Sysadmins (or whatever it is they are called these days) may push for no changes to production on various days, Friday for example. There is plenty else to do meanwhile. Some developers instead push for all changes all the time. This probably depends where one is on the "change nothing, ever" to "move fast and break things" line and may also depend on who is going to be woken up at two in the morning to do triage (a sysadmin, usually). There will be variance by industry: an experimental lab may differ from a bank as to what regulations apply, when changes can be made in production, etc.

Numerous industry experts had raised concerns about the safety of the vessel. OceanGate executives, including Rush, had not sought certification for Titan, arguing that excessive safety protocols and regulations hindered innovation.
— "Titan submersible implosion". Wikipedia.

Where did No Change Friday come from? Experience. For example, late in June a Canadian Bank made a change that broke something. Due to folks being unusually absent from offices in both Canada and America around that time, the issue only got around to being resolved on July 8th or so. Canada Day, Independence Day, and exactly where those fall with regard to the weekend can make for a pretty long outage. Another story involves the upgrade of the (previously working) mail servers to Slackware right before a big ski trip. This resulted in not working mail services, and someone else trying to resolve the issue.

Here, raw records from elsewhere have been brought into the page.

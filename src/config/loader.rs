//! Configuration loading

use std::fs;
use std::path::{Path, PathBuf};

use crate::error::{RevtagError, RevtagResult};

use super::types::Config;

/// Project config file name, looked up at the build root
pub const CONFIG_FILE: &str = "revtag.toml";

/// Non-fatal configuration warning surfaced to CLI users.
#[derive(Debug, Clone, PartialEq, Eq)]
pub struct ConfigWarning {
    pub key: String,
    pub file: PathBuf,
    pub line: Option<usize>,
    pub suggestion: Option<String>,
}

/// Load configuration and collect non-fatal warnings (e.g. unknown keys).
pub fn load_with_warnings(path: &Path) -> RevtagResult<(Config, Vec<ConfigWarning>)> {
    let content = fs::read_to_string(path).map_err(|e| RevtagError::io(path, e))?;
    parse_with_warnings(path, &content)
}

pub(crate) fn parse_with_warnings(
    path: &Path,
    content: &str,
) -> RevtagResult<(Config, Vec<ConfigWarning>)> {
    let mut unknown_paths: Vec<String> = Vec::new();
    let deserializer = toml::de::Deserializer::new(content);

    let config: Config = serde_ignored::deserialize(deserializer, |p| {
        unknown_paths.push(p.to_string());
    })
    .map_err(|e| Config::invalid(path, e.to_string()))?;

    config.build_version().map_err(|e| Config::invalid(path, e.to_string()))?;

    let warnings = unknown_paths
        .into_iter()
        .map(|path_str| {
            let key = path_str
                .split('.')
                .next_back()
                .unwrap_or(path_str.as_str())
                .to_string();
            ConfigWarning {
                key: key.clone(),
                file: path.to_path_buf(),
                line: find_line_number(content, &key),
                suggestion: suggest_key(&key),
            }
        })
        .collect();

    Ok((config, warnings))
}

/// Load `revtag.toml` from `root` if present, else defaults; env overrides
/// are applied either way. A present but invalid file is an error.
pub fn load_or_default(root: &Path) -> RevtagResult<(Config, Vec<ConfigWarning>)> {
    let path = root.join(CONFIG_FILE);
    let (config, warnings) = if path.exists() {
        load_with_warnings(&path)?
    } else {
        (Config::default(), Vec::new())
    };
    Ok((with_env_overrides(config), warnings))
}

/// Apply environment variable overrides (REVTAG_* prefix)
pub fn with_env_overrides(config: Config) -> Config {
    apply_overrides(config, |name| std::env::var(name).ok())
}

pub(crate) fn apply_overrides(
    mut config: Config,
    lookup: impl Fn(&str) -> Option<String>,
) -> Config {
    // REVTAG_VERSION
    if let Some(version) = lookup("REVTAG_VERSION").filter(|v| !v.trim().is_empty()) {
        config.build.version = Some(version.trim().to_string());
    }

    // REVTAG_OUTPUT_DIR
    if let Some(dir) = lookup("REVTAG_OUTPUT_DIR").filter(|v| !v.is_empty()) {
        config.build.output_dir = PathBuf::from(dir);
    }

    // REVTAG_LEDGER_PATH
    if let Some(path) = lookup("REVTAG_LEDGER_PATH").filter(|v| !v.is_empty()) {
        config.ledger.path = PathBuf::from(path);
    }

    config
}

fn find_line_number(content: &str, needle: &str) -> Option<usize> {
    content
        .lines()
        .position(|line| line.contains(needle))
        .map(|i| i + 1)
}

fn suggest_key(unknown: &str) -> Option<String> {
    const CANDIDATES: &[&str] = &[
        "build",
        "version",
        "output_dir",
        "asset_dir",
        "ledger",
        "path",
        "kinds",
        "tagged",
        "text",
        "pinned",
        "skip",
    ];

    let mut best: Option<(&str, usize)> = None;
    for candidate in CANDIDATES {
        let dist = levenshtein(unknown, candidate);
        best = match best {
            None => Some((candidate, dist)),
            Some((_, best_dist)) if dist < best_dist => Some((candidate, dist)),
            Some(current) => Some(current),
        };
    }

    match best {
        Some((candidate, dist)) if dist <= 2 => Some(candidate.to_string()),
        _ => None,
    }
}

fn levenshtein(a: &str, b: &str) -> usize {
    if a == b {
        return 0;
    }

    let a_bytes = a.as_bytes();
    let b_bytes = b.as_bytes();

    let mut prev: Vec<usize> = (0..=b_bytes.len()).collect();
    let mut curr = vec![0usize; b_bytes.len() + 1];

    for (i, &ac) in a_bytes.iter().enumerate() {
        curr[0] = i + 1;
        for (j, &bc) in b_bytes.iter().enumerate() {
            let cost = usize::from(ac != bc);
            curr[j + 1] = (prev[j + 1] + 1).min(curr[j] + 1).min(prev[j] + cost);
        }
        prev.clone_from_slice(&curr);
    }

    prev[b_bytes.len()]
}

Exceptions can be made if there is an urgent issue. Ideally this will require approval from the groups involved and sign-off by senior management. This avoids the developers simply lolling something over the fence to ops. The folks involved must available for some time afterwards. Perhaps a Saturday is traded for some other day off. Issues may take time to manifest; one disaster started two weeks after the change. Afterwards, process improvements were made to more quickly surface results of a change. These sorts of improvements should be hashed out in the post-mortem meeting—one of the few meetings I think isn't a total waste of time: what went wrong, and how to be less bad in the future. (That the meeting was only held after something bad happened also helped.)

What should be blocked out as no change time? This will vary. Probably one should avoid changes late in the day or before the weekend or before holidays. Saturday may however be great if those involved have a Saturday through Tuesday or Wednesday schedule, and changes on the weekend make sense. Also those involved with the change must be available, no "ship it and skip". It can be difficult to get Irish developers back from their pub after a mission accomplished.